Greg Sprink
- Sprink with the Navy Midshipmen in 2007

Personal information
- Born: June 29, 1985 (age 40) La Jolla, California, U.S.
- Listed height: 6 ft 5 in (1.96 m)
- Listed weight: 205 lb (93 kg)

Career information
- High school: El Camino (Oceanside, California)
- College: Navy (2004–2008)
- NBA draft: 2008: undrafted
- Position: Shooting guard

Career highlights
- AP Honorable mention All-American (2008); Patriot League Player of the Year (2008); First-team All-Patriot League (2008); Second-team All-Patriot League (2007); Patriot League All-Rookie Team (2005);

= Greg Sprink =

American basketball player

Greg Sprink (born June 29, 1985) is an American former basketball player known for his collegiate career at the United States Naval Academy (Navy) between 2004 and 2008, where he was the 2008 Patriot League Player of the Year as well as an honorable mention All-American. He never played professionally, serving required duty instead in the U.S. Navy. As of 2017 he works for a construction material wholesaler in the Houston, Texas area.

==High school==
Sprink, a native of Cardiff-by-the-Sea, Encinitas, California, was an El Camino High School role player who garnered little attention from colleges. He primarily shot three-pointers and deferred to three teammates who were all committed to playing at NCAA Division I schools. As a senior, he led El Camino to the 2003 CIF San Diego championship with a 31–3 record. He also garnered honorable mention all-state honors as a junior and second-team all-state recognition as a senior.
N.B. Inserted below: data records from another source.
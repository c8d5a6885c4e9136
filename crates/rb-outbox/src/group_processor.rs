//! Per-group FIFO worker.
//!
//! One worker owns the queue of a single `(type, message group)` key and
//! moves through a small state machine: collect a batch, take one permit
//! from the global semaphore, submit the batch, write the per-item statuses
//! back, release the permit. Batches of one group never overlap, which is
//! the whole FIFO guarantee; the permit caps how many batches are on the
//! wire across all groups.

use std::collections::BTreeMap;
use std::sync::atomic::AtomicU64;
use std::sync::Arc;
use std::time::Duration;

use rb_common::{OutboxItem, OutboxItemType, OutboxStatus};
use tokio::sync::{mpsc, Semaphore};
use tracing::{debug, error, warn};

use crate::api_client::{BatchApi, BatchResult};
use crate::metrics::{sub_in_flight, DispatcherMetrics};
use crate::repository::OutboxRepository;

/// Per-group worker tuning.
#[derive(Debug, Clone)]
pub struct GroupProcessorConfig {
    /// Maximum items per API call.
    pub api_batch_size: usize,
    /// How long to wait for more items before dispatching a partial batch.
    pub batch_linger: Duration,
}

impl Default for GroupProcessorConfig {
    fn default() -> Self {
        Self {
            api_batch_size: 100,
            batch_linger: Duration::from_millis(25),
        }
    }
}

/// Worker for one `(type, message group)` stream.
pub struct MessageGroupProcessor {
    item_type: OutboxItemType,
    group: String,
    config: GroupProcessorConfig,
    rx: mpsc::Receiver<OutboxItem>,
    repository: Arc<dyn OutboxRepository>,
    api: Arc<dyn BatchApi>,
    permits: Arc<Semaphore>,
    in_flight: Arc<AtomicU64>,
    metrics: Arc<DispatcherMetrics>,
}

impl MessageGroupProcessor {
    #[allow(clippy::too_many_arguments)]
    pub fn new(
        item_type: OutboxItemType,
        group: String,
        config: GroupProcessorConfig,
        rx: mpsc::Receiver<OutboxItem>,
        repository: Arc<dyn OutboxRepository>,
        api: Arc<dyn BatchApi>,
        permits: Arc<Semaphore>,
        in_flight: Arc<AtomicU64>,
        metrics: Arc<DispatcherMetrics>,
    ) -> Self {
        Self {
            item_type,
            group,
            config,
            rx,
            repository,
            api,
            permits,
            in_flight,
            metrics,
        }
    }

    /// Worker loop. Exits when every sender is gone and the queue is drained,
    /// which is how shutdown reaches the workers.
    pub async fn run(mut self) {
        debug!(item_type = %self.item_type, group = %self.group, "Group worker started");

        while let Some(first) = self.rx.recv().await {
            let batch = self.collect_batch(first).await;
            self.dispatch_batch(batch).await;
        }

        debug!(item_type = %self.item_type, group = %self.group, "Group worker stopped");
    }

    /// Drain the queue up to the batch size, waiting at most the linger
    /// timeout for each further item. A single-item batch is valid.
    async fn collect_batch(&mut self, first: OutboxItem) -> Vec<OutboxItem> {
        let mut batch = vec![first];

        while batch.len() < self.config.api_batch_size {
            match tokio::time::timeout(self.config.batch_linger, self.rx.recv()).await {
                Ok(Some(item)) => batch.push(item),
                // Senders gone; dispatch what we have.
                Ok(None) => break,
                // Linger expired.
                Err(_) => break,
            }
        }

        batch
    }

    /// AWAITING_SLOT → DISPATCHING → IDLE. The permit spans the whole batch,
    /// not one item, and is released on every exit path by RAII.
    async fn dispatch_batch(&self, batch: Vec<OutboxItem>) {
        let permit = match self.permits.acquire().await {
            Ok(permit) => permit,
            Err(_) => {
                // Semaphore closed mid-shutdown. The rows stay IN_PROGRESS
                // and are rewound by recovery.
                warn!(
                    item_type = %self.item_type,
                    group = %self.group,
                    "Dispatch slot pool closed, leaving batch for recovery"
                );
                return;
            }
        };

        debug!(
            item_type = %self.item_type,
            group = %self.group,
            count = batch.len(),
            "Dispatching batch"
        );

        let result = self.api.submit_batch(self.item_type, &batch).await;
        self.apply_outcomes(&batch, result).await;

        drop(permit);
        sub_in_flight(&self.in_flight, batch.len() as u64);
    }

    /// Write the batch outcome back to the store, bulked by resulting
    /// status. A failed write is logged and the affected rows stay
    /// IN_PROGRESS until the recovery loop rewinds them.
    async fn apply_outcomes(&self, batch: &[OutboxItem], result: BatchResult) {
        if result.outcomes.len() != batch.len() {
            error!(
                item_type = %self.item_type,
                group = %self.group,
                expected = batch.len(),
                got = result.outcomes.len(),
                "Batch result size mismatch, leaving rows for recovery"
            );
            return;
        }

        let mut succeeded: Vec<String> = Vec::new();
        let mut failed: BTreeMap<i32, (OutboxStatus, Vec<String>, Option<String>)> = BTreeMap::new();

        for outcome in result.outcomes {
            if outcome.status == OutboxStatus::Success {
                succeeded.push(outcome.id);
            } else {
                let entry = failed
                    .entry(outcome.status.code())
                    .or_insert_with(|| (outcome.status, Vec::new(), outcome.error_message.clone()));
                entry.1.push(outcome.id);
            }
        }

        if !succeeded.is_empty() {
            let count = succeeded.len() as u64;
            match self
                .repository
                .mark_with_status(self.item_type, succeeded, OutboxStatus::Success)
                .await
            {
                Ok(()) => {
                    self.metrics
                        .items_succeeded
                        .fetch_add(count, std::sync::atomic::Ordering::Relaxed);
                }
                Err(e) => {
                    error!(
                        item_type = %self.item_type,
                        group = %self.group,
                        error = %e,
                        "Failed to write success statuses, rows stay in progress"
                    );
                }
            }
        }

        for (_, (status, ids, error_message)) in failed {
            let count = ids.len() as u64;
            let message = error_message.unwrap_or_else(|| "unknown error".to_string());
            match self
                .repository
                .mark_with_status_and_error(self.item_type, ids, status, message)
                .await
            {
                Ok(()) => {
                    self.metrics
                        .items_failed
                        .fetch_add(count, std::sync::atomic::Ordering::Relaxed);
                }
                Err(e) => {
                    error!(
                        item_type = %self.item_type,
                        group = %self.group,
                        error = %e,
                        "Failed to write error statuses, rows stay in progress"
                    );
                }
            }
        }
    }
}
Navy, however, sent Sprink multiple recruitment letters, which caught his attention. He appreciated the advantages of a Naval Academy education and secure job opportunities after his five-year military service commitment so he committed to play for the Midshipmen under new head coach Billy Lange. Spring spent a postgraduate year at the Naval Academy Preparatory School prior to enrolling at the university.

==College==
Sprink entered his freshman year in 2004–05. He made an impact, averaging 10.1 points and 6.0 rebounds per game, good for third-best on Navy in both statistical categories. He, along with freshman teammate Corey Johnson, were named to the 2005 Patriot League All-Rookie Team. The following season in 2005–06, Sprinks led the Midshipmen in points (14.9 ppg), rebounding (4.9 rpg), three-pointers made (61), free throws made (95), and free throw percentage (85.6%). Navy only mustered a 10–18 overall record however.
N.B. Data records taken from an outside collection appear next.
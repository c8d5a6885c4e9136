//! Structured logging setup.
//!
//! JSON output for production (`LOG_FORMAT=json`), human-readable text for
//! development. Level filtering via the standard `RUST_LOG` variable
//! (default: info).

use tracing_subscriber::{
    fmt::{self, format::FmtSpan},
    layer::SubscriberExt,
    util::SubscriberInitExt,
    EnvFilter,
};

/// Initialize logging for the named service.
///
/// Reads `LOG_FORMAT` to pick the output format and `RUST_LOG` for the
/// filter. Calling this twice panics (subscriber already set), so binaries
/// call it exactly once from main.
pub fn init_logging(_service_name: &str) {
    let log_format = std::env::var("LOG_FORMAT").unwrap_or_default();

    let env_filter = EnvFilter::try_from_default_env().unwrap_or_else(|_| EnvFilter::new("info"));

    if log_format.eq_ignore_ascii_case("json") {
        init_json_logging(env_filter);
    } else {
        init_text_logging(env_filter);
    }
}

fn init_json_logging(env_filter: EnvFilter) {
    tracing_subscriber::registry()
        .with(env_filter)
        .with(
            fmt::layer()
                .json()
                .with_current_span(true)
                .with_span_list(true)
                .with_file(true)
                .with_line_number(true)
                .with_target(true)
                .flatten_event(true)
                .with_span_events(FmtSpan::CLOSE),
        )
        .init();
}

fn init_text_logging(env_filter: EnvFilter) {
    tracing_subscriber::registry()
        .with(env_filter)
        .with(
            fmt::layer()
                .with_target(true)
                .with_file(false)
                .with_line_number(false)
                .with_ansi(true),
        )
        .init();
}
As a junior, the Midshipmen showed improvement by putting together a 14–16 record. Sprink scored his 1,000th career point on February 2, 2007 against Bucknell and finished the season averaging 16.9 points per game, which led Navy. He also was second in rebounding average (4.8) and third in total assists (73). He was named to the All-Patriot League second team.

Sprinks' senior season in 2007–08 saw both him and the team continuing to improve. Navy went 16–14, finishing in second place in the regular season standings after being predicted to finish seventh during the preseason, while Sprinks scored 21.1 points per game (Navy's first 20 ppg scorer since 1991) and was named the Patriot League Player of the Year. He became the first Navy player to win the Patriot League award. He was also honored on the all-conference first team, as well as being an honorable mention NCAA All-American by the Associated Press. Sprink finished his career with 1,785 points, 592 rebounds, and 254 assists.

==Post college==
Sprink graduated from the Naval Academy in 2008. He went on to serve in the U.S. Navy until 2017, although he is still in the U.S. Navy Reserves. In 2017 he co-founded Admiral Distribution, a construction material wholesaler in the Houston, Texas area, where he serves as in a business development capacity.